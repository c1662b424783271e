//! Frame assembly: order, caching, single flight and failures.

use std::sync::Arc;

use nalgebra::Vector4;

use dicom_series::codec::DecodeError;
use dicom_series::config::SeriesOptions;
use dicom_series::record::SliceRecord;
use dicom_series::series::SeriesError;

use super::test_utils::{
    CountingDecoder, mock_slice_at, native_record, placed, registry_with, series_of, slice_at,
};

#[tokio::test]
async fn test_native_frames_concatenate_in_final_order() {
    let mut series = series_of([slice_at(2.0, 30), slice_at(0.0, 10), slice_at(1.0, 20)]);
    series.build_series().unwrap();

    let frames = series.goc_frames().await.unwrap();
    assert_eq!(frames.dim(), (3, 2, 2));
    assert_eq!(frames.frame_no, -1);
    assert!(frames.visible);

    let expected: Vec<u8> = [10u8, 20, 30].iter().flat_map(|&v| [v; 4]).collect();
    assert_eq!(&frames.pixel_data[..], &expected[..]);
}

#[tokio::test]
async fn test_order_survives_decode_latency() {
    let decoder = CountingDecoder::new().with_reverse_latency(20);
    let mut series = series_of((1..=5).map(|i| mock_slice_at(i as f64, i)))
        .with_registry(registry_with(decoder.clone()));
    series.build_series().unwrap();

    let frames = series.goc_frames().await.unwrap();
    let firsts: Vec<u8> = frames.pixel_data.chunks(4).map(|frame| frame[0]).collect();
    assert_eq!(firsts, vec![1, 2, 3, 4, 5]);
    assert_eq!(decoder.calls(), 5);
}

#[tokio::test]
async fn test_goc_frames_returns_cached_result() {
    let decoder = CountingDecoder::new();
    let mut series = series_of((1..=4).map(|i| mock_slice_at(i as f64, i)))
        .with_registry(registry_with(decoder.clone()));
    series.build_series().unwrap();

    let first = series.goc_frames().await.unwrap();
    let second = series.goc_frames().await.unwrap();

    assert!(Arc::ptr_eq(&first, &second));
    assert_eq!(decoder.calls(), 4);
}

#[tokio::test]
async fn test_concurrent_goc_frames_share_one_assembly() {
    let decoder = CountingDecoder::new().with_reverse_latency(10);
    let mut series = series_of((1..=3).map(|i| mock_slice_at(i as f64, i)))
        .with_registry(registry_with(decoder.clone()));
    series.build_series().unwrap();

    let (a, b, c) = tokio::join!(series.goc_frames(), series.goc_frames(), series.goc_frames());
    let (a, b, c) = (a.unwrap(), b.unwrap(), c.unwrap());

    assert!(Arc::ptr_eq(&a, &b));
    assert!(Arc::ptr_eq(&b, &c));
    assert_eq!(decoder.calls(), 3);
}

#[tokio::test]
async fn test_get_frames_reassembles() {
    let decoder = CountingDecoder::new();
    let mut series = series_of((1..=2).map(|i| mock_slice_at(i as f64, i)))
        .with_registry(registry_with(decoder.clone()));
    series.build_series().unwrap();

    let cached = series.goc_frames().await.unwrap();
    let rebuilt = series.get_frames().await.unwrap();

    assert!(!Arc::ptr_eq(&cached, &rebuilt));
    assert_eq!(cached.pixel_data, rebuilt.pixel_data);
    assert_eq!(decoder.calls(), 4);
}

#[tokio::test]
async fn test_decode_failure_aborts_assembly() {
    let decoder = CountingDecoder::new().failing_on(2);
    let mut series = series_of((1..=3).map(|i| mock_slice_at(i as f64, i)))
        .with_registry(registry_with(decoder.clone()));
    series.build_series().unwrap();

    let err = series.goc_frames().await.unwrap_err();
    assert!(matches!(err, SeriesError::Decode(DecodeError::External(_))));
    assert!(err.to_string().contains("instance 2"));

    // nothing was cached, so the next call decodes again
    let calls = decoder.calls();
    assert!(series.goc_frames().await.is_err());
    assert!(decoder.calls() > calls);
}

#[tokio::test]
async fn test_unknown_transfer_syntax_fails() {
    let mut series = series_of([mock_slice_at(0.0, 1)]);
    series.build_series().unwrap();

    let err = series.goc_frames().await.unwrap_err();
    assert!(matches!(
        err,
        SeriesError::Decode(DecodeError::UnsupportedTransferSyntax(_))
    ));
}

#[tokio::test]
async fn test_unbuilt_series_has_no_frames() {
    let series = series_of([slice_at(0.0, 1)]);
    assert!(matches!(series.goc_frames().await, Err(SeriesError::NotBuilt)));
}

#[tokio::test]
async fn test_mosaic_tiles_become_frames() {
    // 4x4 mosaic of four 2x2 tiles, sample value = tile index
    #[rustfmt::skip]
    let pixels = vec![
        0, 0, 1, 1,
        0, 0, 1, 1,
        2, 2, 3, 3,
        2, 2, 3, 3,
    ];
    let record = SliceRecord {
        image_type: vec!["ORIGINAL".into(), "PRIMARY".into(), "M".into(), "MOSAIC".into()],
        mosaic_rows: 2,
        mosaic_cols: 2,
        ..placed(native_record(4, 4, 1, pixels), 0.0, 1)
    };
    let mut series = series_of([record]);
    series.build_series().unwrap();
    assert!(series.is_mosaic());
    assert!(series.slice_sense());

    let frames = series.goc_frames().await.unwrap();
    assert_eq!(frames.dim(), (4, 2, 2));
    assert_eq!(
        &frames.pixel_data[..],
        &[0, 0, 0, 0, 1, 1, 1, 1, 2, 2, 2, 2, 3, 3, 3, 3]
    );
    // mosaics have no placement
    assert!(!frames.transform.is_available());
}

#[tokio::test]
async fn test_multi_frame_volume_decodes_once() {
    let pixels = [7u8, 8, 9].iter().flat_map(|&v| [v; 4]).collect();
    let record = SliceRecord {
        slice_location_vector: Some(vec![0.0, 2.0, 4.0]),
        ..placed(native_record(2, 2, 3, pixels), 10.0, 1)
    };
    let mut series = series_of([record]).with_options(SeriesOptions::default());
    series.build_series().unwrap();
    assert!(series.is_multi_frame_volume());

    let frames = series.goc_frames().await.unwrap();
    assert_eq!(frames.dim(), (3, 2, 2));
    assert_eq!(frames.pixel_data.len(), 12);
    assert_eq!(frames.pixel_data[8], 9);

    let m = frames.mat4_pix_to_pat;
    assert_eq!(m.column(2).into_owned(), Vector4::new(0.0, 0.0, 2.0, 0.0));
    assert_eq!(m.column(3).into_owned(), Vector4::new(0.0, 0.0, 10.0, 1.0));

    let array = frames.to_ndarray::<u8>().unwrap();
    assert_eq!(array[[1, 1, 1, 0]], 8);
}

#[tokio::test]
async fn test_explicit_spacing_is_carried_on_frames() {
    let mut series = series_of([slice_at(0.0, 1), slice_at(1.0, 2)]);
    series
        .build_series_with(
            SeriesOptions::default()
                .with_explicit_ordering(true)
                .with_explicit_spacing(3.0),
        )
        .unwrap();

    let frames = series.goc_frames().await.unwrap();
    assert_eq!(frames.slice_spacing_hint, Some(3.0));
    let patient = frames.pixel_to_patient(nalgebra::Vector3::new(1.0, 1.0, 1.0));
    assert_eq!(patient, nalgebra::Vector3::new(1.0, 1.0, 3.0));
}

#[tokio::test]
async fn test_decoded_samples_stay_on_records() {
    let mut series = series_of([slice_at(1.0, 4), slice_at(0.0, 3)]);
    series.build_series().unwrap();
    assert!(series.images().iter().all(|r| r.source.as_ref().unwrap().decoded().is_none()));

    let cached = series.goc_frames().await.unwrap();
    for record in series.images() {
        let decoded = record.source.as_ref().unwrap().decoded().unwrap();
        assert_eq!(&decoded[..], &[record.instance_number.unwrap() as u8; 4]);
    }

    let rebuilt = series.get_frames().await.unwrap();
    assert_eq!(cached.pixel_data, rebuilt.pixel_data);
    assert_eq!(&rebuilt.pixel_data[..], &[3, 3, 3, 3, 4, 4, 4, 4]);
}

EXERCISE: Across the entries above, count the lines with the word "collect" and report that count by itself.

THE ANSWER: 3